Oviedo, M. D. B.
Dos años después de abandonar Mareo para buscarse la vida en la Coruña, Manuel Fernández Muñiz (Gijón, 9-3-86) empieza a pensar que mereció la pena. Manu es el segundo portero del Deportivo, lo que le sitúa al borde del debut en Primera División.
Manu sufrió para abandonar el Sporting (no jugó ni un solo partido en 2006-07) y para asentarse en el Dépor: «Pasé momentos muy difíciles porque en el primer equipo llegó a tener cinco o seis porteros. Aquello parecía un campus de guardametas».
De alguna forma, a Manu le favoreció pasarse estas dos temporadas en el filial coruñés. Sobre todo cuando arreciaba el conflicto entre Aouate y Munúa. «Para un chaval era el peor momento porque el equipo estaba cerca del descenso, al margen del ambiente en el vestuario. Mi compañero Fabricio lo pasó mal».
Manu dice que, en su caso, fue clave «no bajar los brazos» hasta que se aclarase el panorama.
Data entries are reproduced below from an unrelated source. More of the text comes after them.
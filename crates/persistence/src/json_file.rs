// Copyright (C) 2026 Fred Clausen
// Use of this source code is governed by an MIT-style
// license that can be found in the LICENSE file or at
// https://opensource.org/licenses/MIT.

use crate::error::PersistenceError;
use crate::store::{SnapshotStore, parse_payload, validate_key};
use cocolu::DeskSnapshot;
use std::fs;
use std::io::ErrorKind;
use std::path::{Path, PathBuf};
use tracing::debug;

/// Stores each snapshot as `<key>.json` in a data directory.
///
/// Writes go to a temporary file that is then renamed over the target, so
/// a crash mid-write never leaves a truncated snapshot behind.
#[derive(Debug, Clone)]
pub struct JsonFileStore {
    dir: PathBuf,
}

impl JsonFileStore {
    /// Opens a store rooted at `dir`, creating the directory if needed.
    ///
    /// # Errors
    ///
    /// Returns an error if the directory cannot be created.
    pub fn new<P: AsRef<Path>>(dir: P) -> Result<Self, PersistenceError> {
        let dir: PathBuf = dir.as_ref().to_path_buf();
        fs::create_dir_all(&dir)?;
        Ok(Self { dir })
    }

    /// The data directory.
    #[must_use]
    pub fn dir(&self) -> &Path {
        &self.dir
    }

    /// The file a key is stored in.
    ///
    /// # Errors
    ///
    /// Returns an error if the key is invalid.
    pub fn path_for(&self, key: &str) -> Result<PathBuf, PersistenceError> {
        Ok(self.dir.join(format!("{}.json", validate_key(key)?)))
    }
}

impl SnapshotStore for JsonFileStore {
    fn save(&self, key: &str, snapshot: &DeskSnapshot) -> Result<(), PersistenceError> {
        let path: PathBuf = self.path_for(key)?;
        let temp: PathBuf = path.with_extension("json.tmp");
        let payload: String = serde_json::to_string_pretty(snapshot)?;

        fs::write(&temp, payload)?;
        fs::rename(&temp, &path)?;

        debug!(path = %path.display(), "Wrote snapshot file");
        Ok(())
    }

    fn load(&self, key: &str) -> Result<Option<DeskSnapshot>, PersistenceError> {
        let path: PathBuf = self.path_for(key)?;
        let payload: String = match fs::read_to_string(&path) {
            Ok(payload) => payload,
            Err(err) if err.kind() == ErrorKind::NotFound => return Ok(None),
            Err(err) => return Err(err.into()),
        };
        parse_payload(&payload).map(Some)
    }

    fn location(&self) -> String {
        self.dir.display().to_string()
    }
}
Ese momento ha llegado, con la marcha de los veteranos y la falta de acuerdo para la renovación de Fabricio. «Sólo quedamos Aranzubía y yo», explica el gijonés, que cree tener la confianza de Lotina.
«Si el míster no ha pedido fichar a otro portero es porque cuenta conmigo», recalca Manu. «La pretemporada ha salido bastante bien y ahora espero alguna oportunidad en la Copa». Sabe que en la Liga dependerá de algún contratiempo de Aranzubía. «He trabajado muchos años para que llegase este momento».
Manu se ve mucho más maduro: «Antes estaba a siete minutos de Mareo. Estar fuera de casa, en un equipo de Primera y viviendo situaciones complicadas te sirve mucho en lo personal».